- [Required work]: Your job is to restate each entry word for word.

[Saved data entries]

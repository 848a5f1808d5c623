//! # Orrery Graphics
//!
//! Context-resident meshes and hierarchical scene rendering.
//!
//! ## Overview
//!
//! This crate provides:
//! - [`GraphicsContext`] - Narrow GL-like trait for buffer, attribute and draw calls
//! - [`MeshBuffer`] - Named vertex buffers plus an index buffer, with upload,
//!   draw and dispose
//! - [`SceneGraphRenderer`] - Recursive transform composition over a tree of
//!   orbiting bodies
//! - [`ShaderUniforms`] - Where the renderer writes its `MVP` and `tint` matrices
//! - Multiple context support: Dummy (for testing) and wgpu (`wgpu-backend`)
//!
//! ## Example
//!
//! ```
//! use std::cell::RefCell;
//! use std::rc::Rc;
//!
//! use glam::Mat4;
//! use orrery_core::mesh::generators::generate_sphere;
//! use orrery_core::mesh::UsageHint;
//! use orrery_core::scene::SceneNodeDescriptor;
//! use orrery_graphics::{DummyContext, MeshBuffer, MeshDrawSink, SceneGraphRenderer, ShaderUniforms};
//!
//! struct NoUniforms;
//! impl ShaderUniforms for NoUniforms {
//!     fn set_matrix4(&mut self, _name: &str, _matrix: &Mat4) {}
//! }
//!
//! let context = Rc::new(RefCell::new(DummyContext::new()));
//! let mut sphere = MeshBuffer::from_geometry(context.clone(), &generate_sphere(32, 16, 1.0), UsageHint::Static)?;
//!
//! let system = SceneNodeDescriptor::new()
//!     .with_distance_from_parent(10.0)
//!     .with_child(SceneNodeDescriptor::new().with_scale(0.3));
//!
//! let mut sink = MeshDrawSink::new(&sphere, NoUniforms);
//! let stats = SceneGraphRenderer::new().render(&Mat4::IDENTITY, &system, 0.0, &mut sink)?;
//! assert_eq!(stats.nodes_drawn, 2);
//! assert_eq!(context.borrow().draws().len(), 2);
//!
//! sphere.dispose()?;
//! # Ok::<(), orrery_graphics::MeshError>(())
//! ```

pub mod context;
pub mod error;
pub mod mesh;
pub mod scene;
pub mod shader;

// Re-export main types for convenience
pub use context::{BufferHandle, BufferTarget, ContextCall, DrawRecord, DummyContext, GraphicsContext};
pub use error::{ContextError, MeshError};
pub use mesh::MeshBuffer;
pub use scene::{DrawSink, MeshDrawSink, RenderStats, SceneGraphRenderer};
pub use shader::{MVP_UNIFORM, ShaderUniforms, TINT_UNIFORM};

#[cfg(feature = "wgpu-backend")]
pub use context::WgpuContext;

/// Graphics library version
pub const VERSION: &str = env!("CARGO_PKG_VERSION");

/// Log the graphics crate version.
pub fn init() {
    log::info!("Orrery Graphics v{} initialized", VERSION);
}

static_assertions::assert_impl_all!(MeshError: Send, Sync, std::error::Error);
static_assertions::assert_not_impl_any!(MeshBuffer<DummyContext>: Send, Sync);
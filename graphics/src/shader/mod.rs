//! Shader program boundary.
//!
//! Program compilation and linking happen elsewhere; the renderer only needs
//! to write matrix uniforms by name before each draw.

use glam::Mat4;

/// Uniform holding the model-view-projection matrix.
pub const MVP_UNIFORM: &str = "MVP";

/// Uniform holding the color-modulation matrix.
pub const TINT_UNIFORM: &str = "tint";

/// A program whose matrix uniforms can be written by name.
pub trait ShaderUniforms {
    /// Write a 4x4 matrix uniform.
    fn set_matrix4(&mut self, name: &str, matrix: &Mat4);
}

impl<T: ShaderUniforms + ?Sized> ShaderUniforms for &mut T {
    fn set_matrix4(&mut self, name: &str, matrix: &Mat4) {
        (**self).set_matrix4(name, matrix);
    }
}
//! Graphics error types.

use thiserror::Error;

use crate::context::{BufferHandle, BufferTarget};

/// Errors raised by a [`GraphicsContext`](crate::context::GraphicsContext).
#[derive(Debug, Clone, PartialEq, Eq, Error)]
pub enum ContextError {
    /// The handle does not name a live buffer of this context.
    #[error("unknown buffer handle {0:?}")]
    UnknownHandle(BufferHandle),
    /// A call needed a bound buffer but nothing was bound to the target.
    #[error("no buffer bound to the {0:?} target")]
    NothingBound(BufferTarget),
    /// The context cannot express the request.
    #[error("unsupported: {0}")]
    Unsupported(String),
    /// Failed to initialize the context.
    #[error("initialization failed: {0}")]
    InitializationFailed(String),
}

/// Errors raised by [`MeshBuffer`](crate::mesh::MeshBuffer) operations.
#[derive(Debug, Clone, PartialEq, Eq, Error)]
pub enum MeshError {
    /// An upload named a buffer the vertex layout does not declare.
    #[error("vertex layout declares no buffer named `{name}`")]
    UnknownBuffer { name: String },
    /// Draw was called before any index data was uploaded.
    #[error("mesh has no index data to draw")]
    NotReady,
    /// A declared vertex buffer has never received data.
    #[error("vertex buffer `{name}` has no uploaded data")]
    MissingVertexData { name: String },
    /// The mesh was already disposed.
    #[error("mesh buffer used after dispose")]
    Disposed,
    /// The vertex layout failed validation at construction.
    #[error("invalid vertex layout: {0}")]
    InvalidLayout(String),
    /// The underlying context rejected a call.
    #[error(transparent)]
    Context(#[from] ContextError),
}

- [Response area]:
repository 848a5f1808d5c623
//! # Orrery Graphics
//!
//! Context-resident meshes and hierarchical scene rendering.
//!
//! ## Overview
//!
//! This crate provides:
//! - [`GraphicsContext`] - Narrow GL-like trait for buffer, attribute and draw calls
//! - [`MeshBuffer`] - Named vertex buffers plus an index buffer, with upload,
//!   draw and dispose
//! - [`SceneGraphRenderer`] - Recursive transform composition over a tree of
//!   orbiting bodies
//! - [`ShaderUniforms`] - Where the renderer writes its `MVP` and `tint` matrices
//! - Multiple context support: Dummy (for testing) and wgpu (`wgpu-backend`)
//!
//! ## Example
//!
//! ```
//! use std::cell::RefCell;
//! use std::rc::Rc;
//!
//! use glam::Mat4;
//! use orrery_core::mesh::generators::generate_sphere;
//! use orrery_core::mesh::UsageHint;
//! use orrery_core::scene::SceneNodeDescriptor;
//! use orrery_graphics::{DummyContext, MeshBuffer, MeshDrawSink, SceneGraphRenderer, ShaderUniforms};
//!
//! struct NoUniforms;
//! impl ShaderUniforms for NoUniforms {
//!     fn set_matrix4(&mut self, _name: &str, _matrix: &Mat4) {}
//! }
//!
//! let context = Rc::new(RefCell::new(DummyContext::new()));
//! let mut sphere = MeshBuffer::from_geometry(context.clone(), &generate_sphere(32, 16, 1.0), UsageHint::Static)?;
//!
//! let system = SceneNodeDescriptor::new()
//!     .with_distance_from_parent(10.0)
//!     .with_child(SceneNodeDescriptor::new().with_scale(0.3));
//!
//! let mut sink = MeshDrawSink::new(&sphere, NoUniforms);
//! let stats = SceneGraphRenderer::new().render(&Mat4::IDENTITY, &system, 0.0, &mut sink)?;
//! assert_eq!(stats.nodes_drawn, 2);
//! assert_eq!(context.borrow().draws().len(), 2);
//!
//! sphere.dispose()?;
//! # Ok::<(), orrery_graphics::MeshError>(())
//! ```

pub mod context;
pub mod error;
pub mod mesh;
pub mod scene;
pub mod shader;

// Re-export main types for convenience
pub use context::{BufferHandle, BufferTarget, ContextCall, DrawRecord, DummyContext, GraphicsContext};
pub use error::{ContextError, MeshError};
pub use mesh::MeshBuffer;
pub use scene::{DrawSink, MeshDrawSink, RenderStats, SceneGraphRenderer};
pub use shader::{MVP_UNIFORM, ShaderUniforms, TINT_UNIFORM};

#[cfg(feature = "wgpu-backend")]
pub use context::WgpuContext;

/// Graphics library version
pub const VERSION: &str = env!("CARGO_PKG_VERSION");

/// Log the graphics crate version.
pub fn init() {
    log::info!("Orrery Graphics v{} initialized", VERSION);
}

static_assertions::assert_impl_all!(MeshError: Send, Sync, std::error::Error);
static_assertions::assert_not_impl_any!(MeshBuffer<DummyContext>: Send, Sync);
filename graphics/src/shader/mod.rs
//! Shader program boundary.
//!
//! Program compilation and linking happen elsewhere; the renderer only needs
//! to write matrix uniforms by name before each draw.

use glam::Mat4;

/// Uniform holding the model-view-projection matrix.
pub const MVP_UNIFORM: &str = "MVP";

/// Uniform holding the color-modulation matrix.
pub const TINT_UNIFORM: &str = "tint";

/// A program whose matrix uniforms can be written by name.
pub trait ShaderUniforms {
    /// Write a 4x4 matrix uniform.
    fn set_matrix4(&mut self, name: &str, matrix: &Mat4);
}

impl<T: ShaderUniforms + ?Sized> ShaderUniforms for &mut T {
    fn set_matrix4(&mut self, name: &str, matrix: &Mat4) {
        (**self).set_matrix4(name, matrix);
    }
}
//! Graphics error types.

use thiserror::Error;

use crate::context::{BufferHandle, BufferTarget};

/// Errors raised by a [`GraphicsContext`](crate::context::GraphicsContext).
#[derive(Debug, Clone, PartialEq, Eq, Error)]
pub enum ContextError {
    /// The handle does not name a live buffer of this context.
    #[error("unknown buffer handle {0:?}")]
    UnknownHandle(BufferHandle),
    /// A call needed a bound buffer but nothing was bound to the target.
    #[error("no buffer bound to the {0:?} target")]
    NothingBound(BufferTarget),
    /// The context cannot express the request.
    #[error("unsupported: {0}")]
    Unsupported(String),
    /// Failed to initialize the context.
    #[error("initialization failed: {0}")]
    InitializationFailed(String),
}

/// Errors raised by [`MeshBuffer`](crate::mesh::MeshBuffer) operations.
#[derive(Debug, Clone, PartialEq, Eq, Error)]
pub enum MeshError {
    /// An upload named a buffer the vertex layout does not declare.
    #[error("vertex layout declares no buffer named `{name}`")]
    UnknownBuffer { name: String },
    /// Draw was called before any index data was uploaded.
    #[error("mesh has no index data to draw")]
    NotReady,
    /// A declared vertex buffer has never received data.
    #[error("vertex buffer `{name}` has no uploaded data")]
    MissingVertexData { name: String },
    /// The mesh was already disposed.
    #[error("mesh buffer used after dispose")]
    Disposed,
    /// The vertex layout failed validation at construction.
    #[error("invalid vertex layout: {0}")]
    InvalidLayout(String),
    /// The underlying context rejected a call.
    #[error(transparent)]
    Context(#[from] ContextError),
}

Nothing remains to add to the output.